SCROLL TO CONTINUE WITH CONTENT

Direktur Jenderal Ketenagalistrikan Kementerian ESDM Jarman menjelaskan, insentif yang bakal diterima IPP berupa pembelian tarif listrik dengan harga premium. Namun, insentif ini hanya berlaku antara tanggal operasional yang diinginkan PLN hingga tanggal operasional yang dijadwalkan IPP.

Selain itu, insentif ini nantinya ditentukan secara business-to-business antara PLN dan IPP. "Jadi insentif tentu dalam bentuk finansial yang diberikan dalam bentuk Rupiah per Kilowatt-Hour (KWh). Setelah itu tarif diatur sesuai kontrak saja," kata Jarman di Kementerian ESDM, Kamis (2/2).

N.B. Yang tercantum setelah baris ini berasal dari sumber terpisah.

//! # Per-unit handle: run and stop one unit with panic isolation.
//!
//! [`UnitHandle`] wraps one registered [`Unit`] with its name, its child
//! cancellation token and its captured-panic slot. It classifies every run
//! into a [`UnitOutcome`] and publishes the matching event.
//!
//! ## Event flow
//! ```text
//! run():   publish UnitStarting → unit.run() → Ok       → publish UnitStopped   → Completed
//!                                            → Err(e)   → publish UnitFailed    → Failed(e)
//!                                            → panic    → publish UnitPanicked  → Panicked(payload)
//!
//! stop():  publish StopRequested → unit.request_stop() → child.cancel()
//!                                      └─ panic → publish UnitPanicked, payload returned
//! ```
//!
//! ## Rules
//! - `bind` derives the child token from the group token and hands it to the unit (once)
//! - `run` and `stop` never unwind: panics are caught with `catch_unwind`
//! - The child token is cancelled after `request_stop` returns, even if it panicked

use std::panic::AssertUnwindSafe;
use std::sync::{Arc, OnceLock};

use futures::FutureExt;
use tokio_util::sync::CancellationToken;

use crate::core::fault::{PanicPayload, panic_message};
use crate::error::UnitError;
use crate::events::{Bus, Event, EventKind};
use crate::units::UnitRef;

/// How one unit's `run` ended.
pub(crate) enum UnitOutcome {
    /// `run` returned `Ok(())`.
    Completed,
    /// `run` returned an error.
    Failed(UnitError),
    /// `run` panicked; carries the original payload.
    Panicked(PanicPayload),
}

impl UnitOutcome {
    pub(crate) fn as_label(&self) -> &'static str {
        match self {
            UnitOutcome::Completed => "completed",
            UnitOutcome::Failed(_) => "failed",
            UnitOutcome::Panicked(_) => "panicked",
        }
    }
}

/// One registered unit.
pub(crate) struct UnitHandle {
    name: Arc<str>,
    unit: UnitRef,
    token: OnceLock<CancellationToken>,
    panicked: OnceLock<String>,
}

impl UnitHandle {
    pub(crate) fn new(name: Arc<str>, unit: UnitRef) -> Self {
        Self {
            name,
            unit,
            token: OnceLock::new(),
            panicked: OnceLock::new(),
        }
    }

    pub(crate) fn name(&self) -> &str {
        &self.name
    }

    /// Message of the first panic caught in this unit, if any.
    pub(crate) fn panicked(&self) -> Option<&str> {
        self.panicked.get().map(String::as_str)
    }

    /// Derives the unit's child token from `group` and binds it to the unit.
    pub(crate) fn bind(&self, group: &CancellationToken) {
        let child = group.child_token();
        if self.token.set(child.clone()).is_ok() {
            self.unit.bind_cancellation(child);
        }
    }

    /// Runs the unit to completion, catching panics.
    pub(crate) async fn run(&self, bus: &Bus) -> UnitOutcome {
        bus.publish(Event::new(EventKind::UnitStarting).with_unit(Arc::clone(&self.name)));

        let res = AssertUnwindSafe(self.unit.run()).catch_unwind().await;
        match res {
            Ok(Ok(())) => {
                tracing::debug!(unit = %self.name, "unit stopped");
                bus.publish(Event::new(EventKind::UnitStopped).with_unit(Arc::clone(&self.name)));
                UnitOutcome::Completed
            }
            Ok(Err(err)) => {
                tracing::error!(unit = %self.name, error = %err, "unit failed");
                bus.publish(
                    Event::new(EventKind::UnitFailed)
                        .with_unit(Arc::clone(&self.name))
                        .with_reason(err.to_string()),
                );
                UnitOutcome::Failed(err)
            }
            Err(payload) => {
                self.capture_panic(payload.as_ref(), bus);
                UnitOutcome::Panicked(payload)
            }
        }
    }

    /// Asks the unit to stop, then cancels its child token.
    ///
    /// Returns the panic payload if `request_stop` panicked.
    pub(crate) async fn stop(&self, bus: &Bus) -> Option<PanicPayload> {
        tracing::debug!(unit = %self.name, "requesting stop");
        bus.publish(Event::new(EventKind::StopRequested).with_unit(Arc::clone(&self.name)));

        let res = AssertUnwindSafe(self.unit.request_stop())
            .catch_unwind()
            .await;
        if let Some(token) = self.token.get() {
            token.cancel();
        }

        match res {
            Ok(()) => None,
            Err(payload) => {
                self.capture_panic(payload.as_ref(), bus);
                Some(payload)
            }
        }
    }

    fn capture_panic(&self, payload: &(dyn std::any::Any + Send), bus: &Bus) {
        let info = panic_message(payload);
        tracing::error!(unit = %self.name, panic = %info, "unit panicked");
        bus.publish(
            Event::new(EventKind::UnitPanicked)
                .with_unit(Arc::clone(&self.name))
                .with_reason(info.as_str()),
        );
        let _ = self.panicked.set(info);
    }
}
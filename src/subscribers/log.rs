//! # Logging subscriber.
//!
//! [`LogWriter`] renders events through `tracing` under the `groupvisor` target.
//!
//! ## Output format
//! ```text
//! [starting] unit=http
//! [failed] unit=http err="bind: address in use"
//! [panicked] unit=worker info="index out of bounds"
//! [stop-requested] unit=http
//! [shutdown-requested] reason=deadline
//! [stopped] unit=worker
//! [all-stopped]
//! ```

use async_trait::async_trait;

use crate::events::{Event, EventKind};
use crate::subscribers::Subscribe;

/// Event writer subscriber.
///
/// Enabled via the `logging` feature.
#[derive(Default)]
pub struct LogWriter;

impl LogWriter {
    /// Construct a new [`LogWriter`].
    #[must_use]
    pub fn new() -> Self {
        Self
    }
}

#[async_trait]
impl Subscribe for LogWriter {
    async fn on_event(&self, e: &Event) {
        let unit = e.unit.as_deref().unwrap_or("-");
        let reason = e.reason.as_deref().unwrap_or("-");

        match e.kind {
            EventKind::UnitStarting => {
                tracing::info!(target: "groupvisor", seq = e.seq, "[starting] unit={unit}");
            }
            EventKind::UnitStopped => {
                tracing::info!(target: "groupvisor", seq = e.seq, "[stopped] unit={unit}");
            }
            EventKind::UnitFailed => {
                tracing::warn!(target: "groupvisor", seq = e.seq, "[failed] unit={unit} err={reason:?}");
            }
            EventKind::UnitPanicked => {
                tracing::error!(target: "groupvisor", seq = e.seq, "[panicked] unit={unit} info={reason:?}");
            }
            EventKind::StopRequested => {
                tracing::info!(target: "groupvisor", seq = e.seq, "[stop-requested] unit={unit}");
            }
            EventKind::ShutdownRequested => {
                tracing::info!(
                    target: "groupvisor",
                    seq = e.seq,
                    deadline_ms = ?e.timeout_ms,
                    "[shutdown-requested] reason={reason}"
                );
            }
            EventKind::HookFailed => {
                tracing::error!(target: "groupvisor", seq = e.seq, "[hook-failed] hook={unit} info={reason:?}");
            }
            EventKind::AllStopped => {
                tracing::info!(target: "groupvisor", seq = e.seq, "[all-stopped]");
            }
            EventKind::SubscriberOverflow => {
                tracing::warn!(target: "groupvisor", "[subscriber-overflow] subscriber={unit} reason={reason}");
            }
            EventKind::SubscriberPanicked => {
                tracing::error!(target: "groupvisor", "[subscriber-panicked] subscriber={unit} info={reason}");
            }
        }
    }

    fn name(&self) -> &'static str {
        "LogWriter"
    }
}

Sayangnya, insentif ini tak berlaku jika percepatan realisasi pembangkit dilakukan atas inisiatif IPP. Selain itu, IPP tentu akan dikenakan penalti jika operasional pembangkit terlambat dari jadwal.

Rencananya, denda yang dikenakan sebesar biaya yang dikeluarkan PLN untuk membangun pembangkit lain demi mengompensasi keterlambatan operasional pembangkit yang dibangun pengembang.

Tetapi, denda itu hanya berlaku jika keterlambatan disebabkan karena kelalaian pengembang. Jika keterlambatan operasional pembangkit disebabkan karena keinginan PLN, maka perusahaan setrum pelat merah itu tak perlu membayar kompensasi ke pengembang.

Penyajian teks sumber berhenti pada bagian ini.